→ **Your goal**:
Start with the first line of the records below. Output each line exactly, ending with the one that contains "use super::pool::DatabasePool;".

(Saved entries)
//! SQLite message repository implementation.

use chrono::{Duration, SubsecRound, Utc};
use sqlx::Row;
use threadchat_core::message::repository::MessageRepository;
use threadchat_types::conversation::ConversationId;
use threadchat_types::error::RepositoryError;
use threadchat_types::message::{Message, Sender, ValidMessage};
use uuid::Uuid;

use super::pool::DatabasePool;
use super::{format_datetime, parse_datetime, query_error};

/// SQLite-backed implementation of `MessageRepository`.
#[derive(Clone)]
pub struct SqliteMessageRepository {
    pool: DatabasePool,
}

impl SqliteMessageRepository {
    /// Create a new repository backed by the given database pool.
    pub fn new(pool: DatabasePool) -> Self {
        Self { pool }
    }
}

/// Internal row type for mapping SQLite rows to domain Message.
pub(crate) struct MessageRow {
    id: String,
    conversation_id: String,
    content: String,
    sender: String,
    response: Option<String>,
    created_at: String,
}

impl MessageRow {
    pub(crate) fn from_row(row: &sqlx::sqlite::SqliteRow) -> Result<Self, sqlx::Error> {
        Ok(Self {
            id: row.try_get("id")?,
            conversation_id: row.try_get("conversation_id")?,
            content: row.try_get("content")?,
            sender: row.try_get("sender")?,
            response: row.try_get("response")?,
            created_at: row.try_get("created_at")?,
        })
    }

    pub(crate) fn into_message(self) -> Result<Message, RepositoryError> {
        let id = Uuid::parse_str(&self.id)
            .map_err(|e| RepositoryError::Query(format!("invalid message id: {e}")))?;
        let conversation_id: ConversationId = self
            .conversation_id
            .parse()
            .map_err(|e| RepositoryError::Query(format!("invalid conversation_id: {e}")))?;
        let sender: Sender = self
            .sender
            .parse()
            .map_err(|e| RepositoryError::Query(format!("invalid sender: {e}")))?;

        Ok(Message {
            id,
            conversation_id,
            content: self.content,
            sender,
            response: self.response,
            created_at: parse_datetime(&self.created_at)?,
        })
    }
}

impl MessageRepository for SqliteMessageRepository {
    async fn insert(&self, message: ValidMessage) -> Result<Message, RepositoryError> {
        let mut tx = self.pool.writer.begin().await.map_err(query_error)?;

        let latest: Option<String> = sqlx::query_scalar(
            "SELECT MAX(created_at) FROM messages WHERE conversation_id = ?",
        )
        .bind(message.conversation_id().as_str())
        .fetch_one(&mut *tx)
        .await
        .map_err(query_error)?;

        // Strictly after the newest message even if the clock stalls or steps back.
        let now = Utc::now().trunc_subsecs(6);
        let created_at = match latest.as_deref().map(parse_datetime).transpose()? {
            Some(latest) if now <= latest => latest + Duration::microseconds(1),
            _ => now,
        };
        let id = Uuid::now_v7();

        sqlx::query(
            r#"INSERT INTO messages (id, conversation_id, content, sender, response, created_at)
               VALUES (?, ?, ?, ?, ?, ?)"#,
        )
        .bind(id.to_string())
        .bind(message.conversation_id().as_str())
        .bind(message.content())
        .bind(message.sender().to_string())
        .bind(message.response())
        .bind(format_datetime(&created_at))
        .execute(&mut *tx)
        .await
        .map_err(query_error)?;

        tx.commit().await.map_err(query_error)?;

        Ok(message.into_message(id, created_at))
    }
}

#[cfg(test)]
mod tests {
    use super::*;
    use crate::sqlite::conversation::SqliteConversationRepository;
    use crate::sqlite::pool::test_pool;
    use threadchat_core::conversation::store::ConversationStore;
    use threadchat_core::message::store::MessageStore;
    use threadchat_types::conversation::Conversation;
    use threadchat_types::error::ExchangeError;

    async fn setup() -> (
        DatabasePool,
        ConversationStore<SqliteConversationRepository>,
        MessageStore<SqliteMessageRepository>,
        Conversation,
    ) {
        let pool = test_pool().await;
        let conversations =
            ConversationStore::new(SqliteConversationRepository::new(pool.clone()));
        let messages = MessageStore::new(SqliteMessageRepository::new(pool.clone()));
        let conversation = conversations
            .find_or_create(&"conv".parse().unwrap())
            .await
            .unwrap();
        (pool, conversations, messages, conversation)
    }

    #[tokio::test]
    async fn test_saved_message_matches_stored_row() {
        let (_pool, conversations, messages, conversation) = setup().await;

        let saved = messages
            .save(messages.build(&conversation, "Hello", Sender::User))
            .await
            .unwrap();

        let listed = conversations.get_messages(&conversation).await.unwrap();
        assert_eq!(listed, vec![saved]);
        assert!(listed[0].response.is_none());
    }

    #[tokio::test]
    async fn test_bot_reply_keeps_response() {
        let (_pool, conversations, messages, conversation) = setup().await;

        messages
            .create_bot_reply(&conversation, "Hi there", Some("Hi there".to_string()))
            .await
            .unwrap();

        let listed = conversations.get_messages(&conversation).await.unwrap();
        assert_eq!(listed[0].sender, Sender::Bot);
        assert_eq!(listed[0].response.as_deref(), Some("Hi there"));
    }

    #[tokio::test]
    async fn test_created_at_strictly_increases() {
        let (_pool, conversations, messages, conversation) = setup().await;

        for i in 0..50 {
            messages
                .save(messages.build(&conversation, format!("m{i}"), Sender::User))
                .await
                .unwrap();
        }

        let listed = conversations.get_messages(&conversation).await.unwrap();
        assert_eq!(listed.len(), 50);
        assert!(listed.windows(2).all(|w| w[0].created_at < w[1].created_at));
        for (i, message) in listed.iter().enumerate() {
            assert_eq!(message.content, format!("m{i}"));
        }
    }

    #[tokio::test]
    async fn test_created_at_steps_past_future_timestamp() {
        let (pool, _conversations, messages, conversation) = setup().await;

        let future = "2999-01-01T00:00:00.000000Z";
        sqlx::query(
            "INSERT INTO messages (id, conversation_id, content, sender, response, created_at) VALUES (?, ?, 'ahead', 'user', NULL, ?)",
        )
        .bind(Uuid::now_v7().to_string())
        .bind(conversation.id.as_str())
        .bind(future)
        .execute(&pool.writer)
        .await
        .unwrap();

        let saved = messages
            .save(messages.build(&conversation, "after", Sender::User))
            .await
            .unwrap();
        assert_eq!(format_datetime(&saved.created_at), "2999-01-01T00:00:00.000001Z");
    }

    #[tokio::test]
    async fn test_concurrent_saves_keep_distinct_timestamps() {
        let (_pool, conversations, messages, conversation) = setup().await;
        let messages = std::sync::Arc::new(messages);

        let mut handles = Vec::new();
        for i in 0..20 {
            let messages = std::sync::Arc::clone(&messages);
            let conversation = conversation.clone();
            handles.push(tokio::spawn(async move {
                messages
                    .save(messages.build(&conversation, format!("c{i}"), Sender::User))
                    .await
                    .unwrap()
            }));
        }
        for handle in handles {
            handle.await.unwrap();
        }

        let listed = conversations.get_messages(&conversation).await.unwrap();
        assert_eq!(listed.len(), 20);
        assert!(listed.windows(2).all(|w| w[0].created_at < w[1].created_at));
    }

    #[tokio::test]
    async fn test_insert_for_unknown_conversation_fails() {
        let pool = test_pool().await;
        let messages = MessageStore::new(SqliteMessageRepository::new(pool));
        let orphan = Conversation {
            id: "missing".parse().unwrap(),
            thread_id: "t".to_string(),
            created_at: Utc::now(),
            updated_at: Utc::now(),
        };

        let err = messages
            .save(messages.build(&orphan, "Hello", Sender::User))
            .await
            .unwrap_err();
        assert!(matches!(err, ExchangeError::PersistFailed(_)));
    }

    #[tokio::test]
    async fn test_schema_rejects_unknown_sender() {
        let (pool, _conversations, _messages, conversation) = setup().await;

        let result = sqlx::query(
            "INSERT INTO messages (id, conversation_id, content, sender, response, created_at) VALUES (?, ?, 'x', 'admin', NULL, ?)",
        )
        .bind(Uuid::now_v7().to_string())
        .bind(conversation.id.as_str())
        .bind(format_datetime(&Utc::now()))
        .execute(&pool.writer)
        .await;
        assert!(result.is_err());
    }
}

→ **Written response**:
//! SQLite message repository implementation.

use chrono::{Duration, SubsecRound, Utc};
use sqlx::Row;
use threadchat_core::message::repository::MessageRepository;
use threadchat_types::conversation::ConversationId;
use threadchat_types::error::RepositoryError;
use threadchat_types::message::{Message, Sender, ValidMessage};
use uuid::Uuid;

use super::pool::DatabasePool;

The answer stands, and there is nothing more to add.